Литмир - Электронная Библиотека

«Трое людей из Политбюро шутят, курят, беседуют». Долгонько шутят! «Как молод и жизнерадостен Ворошилов, человек в зеленоватой военной одежде, со слегка вздернутым носом…» Это вам не «каракулевая голова» никому неведомого Рапопорта. Это прикосновение к личности друга Сталина.

«Он молод, но он, как говорят о нем мужики, „спервоначалу сурьезен“. В нем имеется величавость и серьезность пролетария и т. д. и т. п.» Это вам не бред о юных бухгалтерах, мечтающих сохранить собственность своих хозяев. Отчетливо чувствуется плотность текста, объемность диалога, политический размах и некий международный оттенок при свободном обращении не с какими-то берманами, коганами, рапопортами, будасси и прочей пузатой сволочью, а с номенклатурой высшего разряда. Тут речь зашла о верхотуре, да не гулаговской — в сущности подчиненной, а о партийной верхотуре.
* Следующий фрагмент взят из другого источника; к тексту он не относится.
//! Canonical spend categories. Matching is case-insensitive exact; no
//! aliasing, per the Glossary's Canonical category definition.

use std::fmt;

use serde::{Deserialize, Serialize};

#[derive(Debug, Clone, Copy, PartialEq, Eq, Hash, Serialize, Deserialize)]
pub enum Category {
    Tuition,
    Housing,
    Books,
    FoodAndGroceries,
    RestaurantsAndFastFood,
    Transport,
    Utilities,
    DataAndAirtime,
    Hardware,
    Libraries,
    LabsAndClassrooms,
    HealthAndWellness,
    StudentCenterAndSocieties,
    SportsAndRecreation,
    ArtsAndCulture,
    CampusAccommodationServices,
    StationeryAndSupplies,
    Apparel,
    FinancialServices,
    Other,
    GeneralRetail,
}

impl Category {
    const ALL: &'static [(Category, &'static str)] = &[
        (Category::Tuition, "Tuition"),
        (Category::Housing, "Housing"),
        (Category::Books, "Books"),
        (Category::FoodAndGroceries, "Food & Groceries"),
        (Category::RestaurantsAndFastFood, "Restaurants & Fast Food"),
        (Category::Transport, "Transport"),
        (Category::Utilities, "Utilities"),
        (Category::DataAndAirtime, "Data & Airtime"),
        (Category::Hardware, "Hardware"),
        (Category::Libraries, "Libraries"),
        (Category::LabsAndClassrooms, "Labs & Classrooms"),
        (Category::HealthAndWellness, "Health & Wellness"),
        (Category::StudentCenterAndSocieties, "Student Center & Societies"),
        (Category::SportsAndRecreation, "Sports & Recreation"),
        (Category::ArtsAndCulture, "Arts & Culture"),
        (
            Category::CampusAccommodationServices,
            "Campus Accommodation Services",
        ),
        (Category::StationeryAndSupplies, "Stationery & Supplies"),
        (Category::Apparel, "Apparel"),
        (Category::FinancialServices, "Financial Services"),
        (Category::Other, "Other"),
        (Category::GeneralRetail, "General Retail"),
    ];

    /// Case-insensitive exact match against the canonical spelling. No
    /// aliasing: `"food"` or `"groceries"` alone do not match.
    pub fn parse(s: &str) -> Option<Category> {
        Self::ALL
            .iter()
            .find(|(_, name)| name.eq_ignore_ascii_case(s))
            .map(|(cat, _)| *cat)
    }

    pub fn canonical(self) -> &'static str {
        Self::ALL.iter().find(|(cat, _)| *cat == self).unwrap().1
    }
}

impl fmt::Display for Category {
    fn fmt(&self, f: &mut fmt::Formatter<'_>) -> fmt::Result {
        f.write_str(self.canonical())
    }
}

#[cfg(test)]
mod tests {
    use super::*;

    #[test]
    fn parses_canonical_spelling_case_insensitively() {
        assert_eq!(Category::parse("food & groceries"), Some(Category::FoodAndGroceries));
        assert_eq!(Category::parse("FOOD & GROCERIES"), Some(Category::FoodAndGroceries));
    }

    #[test]
    fn rejects_aliases() {
        assert_eq!(Category::parse("groceries"), None);
        assert_eq!(Category::parse("food"), None);
    }

    #[test]
    fn display_roundtrips_through_parse() {
        for (cat, name) in Category::ALL {
            assert_eq!(Category::parse(name), Some(*cat));
            assert_eq!(cat.to_string(), *name);
        }
    }
}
Тут просматривается определенная степень свободы, необходимая для пропагандной достоверности, хотя и подпорченная подхалимством. Так об этих людях другие не писали и теперь не пишут. Тексты Эренбурга по простоте и естественности уступали толстовским. У Эренбурга больше газеты, больше публицистичности — эпоха вступала в период вырождения, страха и отчаяния.

В главе «Имени Сталина» явственно ощущается крепкая рука — в деталях, попытке очеловечить эпизод, найти соответствующую почтительно-дружескую интонацию. Сдобным «Хлебом» тянет, заредактированным, полуофициальным, но все-таки «Хлебом», а не ерундовой корреспондентской «прозой» или производственными очеркишками какого-нибудь Гехта.

И захочешь отнять, а не отнимешь

«Часовой в малиново-васильковой фуражке мерно ходит по серому бетону шлюза…» Улавливаете разницу с прежде прочитанными впечатлениями? Не малиново-голубая фуражка, а малиново-васильковая! Нет, тут определенно аристократическая рука или сама создавала, или прочищала кем-то набросанное, стараясь ему, набросанному, придать удобоваримый лирический облик.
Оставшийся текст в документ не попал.